Saved entries:
>>

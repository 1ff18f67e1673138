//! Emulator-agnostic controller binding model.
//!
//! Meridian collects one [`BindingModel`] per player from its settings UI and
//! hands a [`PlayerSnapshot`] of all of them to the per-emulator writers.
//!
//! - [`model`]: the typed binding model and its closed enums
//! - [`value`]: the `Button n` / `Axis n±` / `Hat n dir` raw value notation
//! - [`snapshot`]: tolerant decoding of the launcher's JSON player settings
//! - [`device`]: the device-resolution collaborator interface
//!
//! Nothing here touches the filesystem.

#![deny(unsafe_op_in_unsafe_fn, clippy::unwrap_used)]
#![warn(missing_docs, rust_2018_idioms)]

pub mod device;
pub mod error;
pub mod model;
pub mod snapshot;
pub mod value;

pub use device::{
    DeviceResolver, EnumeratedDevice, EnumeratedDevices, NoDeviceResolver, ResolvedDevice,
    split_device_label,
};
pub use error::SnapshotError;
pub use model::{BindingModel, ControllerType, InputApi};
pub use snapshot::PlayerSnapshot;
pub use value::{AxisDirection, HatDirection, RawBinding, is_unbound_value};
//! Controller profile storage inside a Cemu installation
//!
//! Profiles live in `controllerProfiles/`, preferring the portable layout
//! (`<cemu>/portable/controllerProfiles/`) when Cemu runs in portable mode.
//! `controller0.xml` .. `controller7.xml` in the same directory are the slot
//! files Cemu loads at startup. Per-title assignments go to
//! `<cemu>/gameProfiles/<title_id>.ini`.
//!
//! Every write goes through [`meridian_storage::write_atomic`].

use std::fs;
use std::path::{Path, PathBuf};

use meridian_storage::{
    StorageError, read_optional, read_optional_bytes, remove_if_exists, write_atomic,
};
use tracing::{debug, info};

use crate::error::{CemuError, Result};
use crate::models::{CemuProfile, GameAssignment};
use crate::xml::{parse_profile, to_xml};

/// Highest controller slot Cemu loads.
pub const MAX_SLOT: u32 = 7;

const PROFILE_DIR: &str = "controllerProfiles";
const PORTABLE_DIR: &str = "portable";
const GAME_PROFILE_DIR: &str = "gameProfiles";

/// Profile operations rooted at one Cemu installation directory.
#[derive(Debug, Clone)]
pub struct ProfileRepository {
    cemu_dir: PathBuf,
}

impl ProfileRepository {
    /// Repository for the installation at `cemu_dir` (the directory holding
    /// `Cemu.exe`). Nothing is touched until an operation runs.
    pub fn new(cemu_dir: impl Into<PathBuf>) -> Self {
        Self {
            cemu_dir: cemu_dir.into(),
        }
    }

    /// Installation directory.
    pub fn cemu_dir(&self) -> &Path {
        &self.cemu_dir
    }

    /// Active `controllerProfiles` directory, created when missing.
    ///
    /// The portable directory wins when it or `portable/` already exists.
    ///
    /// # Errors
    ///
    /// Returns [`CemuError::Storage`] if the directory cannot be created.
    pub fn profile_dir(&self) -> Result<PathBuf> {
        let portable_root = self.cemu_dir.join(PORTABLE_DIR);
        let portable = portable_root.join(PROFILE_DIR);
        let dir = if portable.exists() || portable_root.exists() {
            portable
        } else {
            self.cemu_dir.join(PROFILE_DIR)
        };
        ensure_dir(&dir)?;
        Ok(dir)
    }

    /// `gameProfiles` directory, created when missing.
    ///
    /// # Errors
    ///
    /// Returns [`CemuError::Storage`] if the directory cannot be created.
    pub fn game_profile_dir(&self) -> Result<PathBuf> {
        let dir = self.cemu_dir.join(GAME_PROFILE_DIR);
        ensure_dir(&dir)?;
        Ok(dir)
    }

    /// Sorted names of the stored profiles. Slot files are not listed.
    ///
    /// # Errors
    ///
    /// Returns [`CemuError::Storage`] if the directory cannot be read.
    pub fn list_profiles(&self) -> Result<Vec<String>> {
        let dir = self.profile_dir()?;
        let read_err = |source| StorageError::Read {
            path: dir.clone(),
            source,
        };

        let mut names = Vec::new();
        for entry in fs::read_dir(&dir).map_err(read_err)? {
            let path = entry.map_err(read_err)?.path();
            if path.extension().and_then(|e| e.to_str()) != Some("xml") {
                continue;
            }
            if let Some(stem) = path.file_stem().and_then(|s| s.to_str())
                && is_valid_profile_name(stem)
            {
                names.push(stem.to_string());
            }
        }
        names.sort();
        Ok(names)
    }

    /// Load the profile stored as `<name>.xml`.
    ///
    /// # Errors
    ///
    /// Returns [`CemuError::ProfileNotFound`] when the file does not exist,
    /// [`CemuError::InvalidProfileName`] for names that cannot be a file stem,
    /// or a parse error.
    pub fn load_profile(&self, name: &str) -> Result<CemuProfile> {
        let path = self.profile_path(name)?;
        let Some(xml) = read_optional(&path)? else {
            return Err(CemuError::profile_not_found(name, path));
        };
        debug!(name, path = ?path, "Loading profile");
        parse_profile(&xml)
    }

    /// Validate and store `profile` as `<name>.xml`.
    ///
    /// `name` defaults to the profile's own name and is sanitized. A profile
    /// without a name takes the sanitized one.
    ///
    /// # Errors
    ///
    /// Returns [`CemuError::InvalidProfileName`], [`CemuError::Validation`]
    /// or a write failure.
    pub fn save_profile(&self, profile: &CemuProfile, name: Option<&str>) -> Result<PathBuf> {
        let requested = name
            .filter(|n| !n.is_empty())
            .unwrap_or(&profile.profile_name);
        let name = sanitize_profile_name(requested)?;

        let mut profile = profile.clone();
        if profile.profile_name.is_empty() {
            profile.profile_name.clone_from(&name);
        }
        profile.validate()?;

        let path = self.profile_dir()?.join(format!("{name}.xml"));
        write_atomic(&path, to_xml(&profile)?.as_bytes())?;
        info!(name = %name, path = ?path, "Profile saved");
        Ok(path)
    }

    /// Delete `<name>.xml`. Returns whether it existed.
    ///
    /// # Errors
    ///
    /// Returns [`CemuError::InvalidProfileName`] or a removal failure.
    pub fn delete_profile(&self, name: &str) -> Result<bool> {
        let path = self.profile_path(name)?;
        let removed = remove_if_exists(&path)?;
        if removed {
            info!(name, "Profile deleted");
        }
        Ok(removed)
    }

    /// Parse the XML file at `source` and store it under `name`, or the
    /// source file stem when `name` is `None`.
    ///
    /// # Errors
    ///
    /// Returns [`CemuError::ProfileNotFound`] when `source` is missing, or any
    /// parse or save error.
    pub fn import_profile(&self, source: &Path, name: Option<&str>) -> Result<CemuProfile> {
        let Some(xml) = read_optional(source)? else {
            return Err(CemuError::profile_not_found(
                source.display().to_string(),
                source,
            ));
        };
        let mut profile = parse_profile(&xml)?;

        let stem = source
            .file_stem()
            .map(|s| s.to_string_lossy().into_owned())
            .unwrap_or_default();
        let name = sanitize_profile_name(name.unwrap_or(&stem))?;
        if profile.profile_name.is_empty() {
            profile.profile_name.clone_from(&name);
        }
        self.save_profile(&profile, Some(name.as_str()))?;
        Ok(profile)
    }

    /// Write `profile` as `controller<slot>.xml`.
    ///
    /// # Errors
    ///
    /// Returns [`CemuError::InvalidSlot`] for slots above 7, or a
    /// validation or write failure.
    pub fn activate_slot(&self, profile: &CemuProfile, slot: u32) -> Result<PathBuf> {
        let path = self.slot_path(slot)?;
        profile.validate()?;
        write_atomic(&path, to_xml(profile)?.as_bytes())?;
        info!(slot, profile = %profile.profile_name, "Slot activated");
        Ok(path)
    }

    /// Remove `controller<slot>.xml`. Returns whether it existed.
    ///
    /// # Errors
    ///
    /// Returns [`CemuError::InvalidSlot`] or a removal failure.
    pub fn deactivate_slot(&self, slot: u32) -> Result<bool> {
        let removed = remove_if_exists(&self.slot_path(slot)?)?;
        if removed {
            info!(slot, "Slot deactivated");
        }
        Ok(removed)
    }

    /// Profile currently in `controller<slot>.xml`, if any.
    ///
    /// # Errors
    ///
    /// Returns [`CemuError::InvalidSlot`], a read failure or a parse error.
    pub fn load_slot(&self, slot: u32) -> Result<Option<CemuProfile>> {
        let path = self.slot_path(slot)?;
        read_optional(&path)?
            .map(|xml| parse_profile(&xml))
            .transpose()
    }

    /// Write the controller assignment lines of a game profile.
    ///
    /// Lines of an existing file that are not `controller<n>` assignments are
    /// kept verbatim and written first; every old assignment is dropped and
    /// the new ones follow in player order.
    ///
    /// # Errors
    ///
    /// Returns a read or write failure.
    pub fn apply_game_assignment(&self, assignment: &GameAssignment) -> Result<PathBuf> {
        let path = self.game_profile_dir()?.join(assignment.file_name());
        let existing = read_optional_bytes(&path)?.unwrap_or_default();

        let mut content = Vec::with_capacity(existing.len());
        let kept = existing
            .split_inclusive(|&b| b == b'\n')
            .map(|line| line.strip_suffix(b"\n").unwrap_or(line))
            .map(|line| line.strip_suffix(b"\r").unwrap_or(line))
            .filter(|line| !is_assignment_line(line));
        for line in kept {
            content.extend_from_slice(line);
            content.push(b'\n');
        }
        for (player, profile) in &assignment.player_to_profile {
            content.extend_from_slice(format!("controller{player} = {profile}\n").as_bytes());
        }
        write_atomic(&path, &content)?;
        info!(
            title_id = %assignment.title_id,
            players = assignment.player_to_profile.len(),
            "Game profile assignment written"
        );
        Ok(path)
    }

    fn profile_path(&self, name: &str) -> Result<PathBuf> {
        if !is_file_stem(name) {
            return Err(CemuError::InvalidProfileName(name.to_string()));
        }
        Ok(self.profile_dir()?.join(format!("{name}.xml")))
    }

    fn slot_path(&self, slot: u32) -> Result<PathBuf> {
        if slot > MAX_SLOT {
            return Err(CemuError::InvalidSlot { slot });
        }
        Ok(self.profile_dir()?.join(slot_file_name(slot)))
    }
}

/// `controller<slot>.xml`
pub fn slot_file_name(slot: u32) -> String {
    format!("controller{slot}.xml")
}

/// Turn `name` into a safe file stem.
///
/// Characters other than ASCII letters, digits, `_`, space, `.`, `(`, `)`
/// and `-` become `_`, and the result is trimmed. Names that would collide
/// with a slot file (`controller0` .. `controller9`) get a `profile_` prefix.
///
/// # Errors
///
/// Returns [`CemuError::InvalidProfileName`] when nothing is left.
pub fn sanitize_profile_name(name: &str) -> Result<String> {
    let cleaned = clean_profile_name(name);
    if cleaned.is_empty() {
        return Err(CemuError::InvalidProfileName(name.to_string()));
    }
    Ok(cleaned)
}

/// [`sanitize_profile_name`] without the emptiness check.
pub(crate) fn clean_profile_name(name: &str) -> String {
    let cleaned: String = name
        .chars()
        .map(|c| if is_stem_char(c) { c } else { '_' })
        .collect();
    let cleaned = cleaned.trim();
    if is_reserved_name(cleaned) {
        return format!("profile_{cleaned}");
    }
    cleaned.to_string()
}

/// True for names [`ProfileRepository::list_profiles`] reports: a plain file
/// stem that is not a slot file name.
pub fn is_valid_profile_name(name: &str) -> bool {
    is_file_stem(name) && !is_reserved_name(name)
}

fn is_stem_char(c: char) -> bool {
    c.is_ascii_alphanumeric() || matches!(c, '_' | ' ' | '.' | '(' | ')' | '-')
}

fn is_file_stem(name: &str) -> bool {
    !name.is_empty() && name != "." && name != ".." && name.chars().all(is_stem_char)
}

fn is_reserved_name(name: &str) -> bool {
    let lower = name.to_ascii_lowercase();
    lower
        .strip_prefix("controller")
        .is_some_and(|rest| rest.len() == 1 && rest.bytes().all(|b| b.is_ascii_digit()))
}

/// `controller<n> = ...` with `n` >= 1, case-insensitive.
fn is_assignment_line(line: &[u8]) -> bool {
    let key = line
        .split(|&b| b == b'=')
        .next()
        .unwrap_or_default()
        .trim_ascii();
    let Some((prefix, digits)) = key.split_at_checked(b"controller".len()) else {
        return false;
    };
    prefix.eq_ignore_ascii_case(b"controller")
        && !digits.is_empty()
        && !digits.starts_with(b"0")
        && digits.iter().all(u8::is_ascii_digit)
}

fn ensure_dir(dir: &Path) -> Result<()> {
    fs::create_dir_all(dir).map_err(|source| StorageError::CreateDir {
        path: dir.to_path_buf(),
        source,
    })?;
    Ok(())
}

<<

• **Work item**: Return, line for line and unchanged, the data from its first line through the line containing "pub const MAX_SLOT: u32 = 7;".

• **Answer space**:
repository 1ff18f67e1673138
//! Emulator-agnostic controller binding model.
//!
//! Meridian collects one [`BindingModel`] per player from its settings UI and
//! hands a [`PlayerSnapshot`] of all of them to the per-emulator writers.
//!
//! - [`model`]: the typed binding model and its closed enums
//! - [`value`]: the `Button n` / `Axis n±` / `Hat n dir` raw value notation
//! - [`snapshot`]: tolerant decoding of the launcher's JSON player settings
//! - [`device`]: the device-resolution collaborator interface
//!
//! Nothing here touches the filesystem.

#![deny(unsafe_op_in_unsafe_fn, clippy::unwrap_used)]
#![warn(missing_docs, rust_2018_idioms)]

pub mod device;
pub mod error;
pub mod model;
pub mod snapshot;
pub mod value;

pub use device::{
    DeviceResolver, EnumeratedDevice, EnumeratedDevices, NoDeviceResolver, ResolvedDevice,
    split_device_label,
};
pub use error::SnapshotError;
pub use model::{BindingModel, ControllerType, InputApi};
pub use snapshot::PlayerSnapshot;
pub use value::{AxisDirection, HatDirection, RawBinding, is_unbound_value};
//! Controller profile storage inside a Cemu installation
//!
//! Profiles live in `controllerProfiles/`, preferring the portable layout
//! (`<cemu>/portable/controllerProfiles/`) when Cemu runs in portable mode.
//! `controller0.xml` .. `controller7.xml` in the same directory are the slot
//! files Cemu loads at startup. Per-title assignments go to
//! `<cemu>/gameProfiles/<title_id>.ini`.
//!
//! Every write goes through [`meridian_storage::write_atomic`].

use std::fs;
use std::path::{Path, PathBuf};

use meridian_storage::{
    StorageError, read_optional, read_optional_bytes, remove_if_exists, write_atomic,
};
use tracing::{debug, info};

use crate::error::{CemuError, Result};
use crate::models::{CemuProfile, GameAssignment};
use crate::xml::{parse_profile, to_xml};

/// Highest controller slot Cemu loads.
pub const MAX_SLOT: u32 = 7;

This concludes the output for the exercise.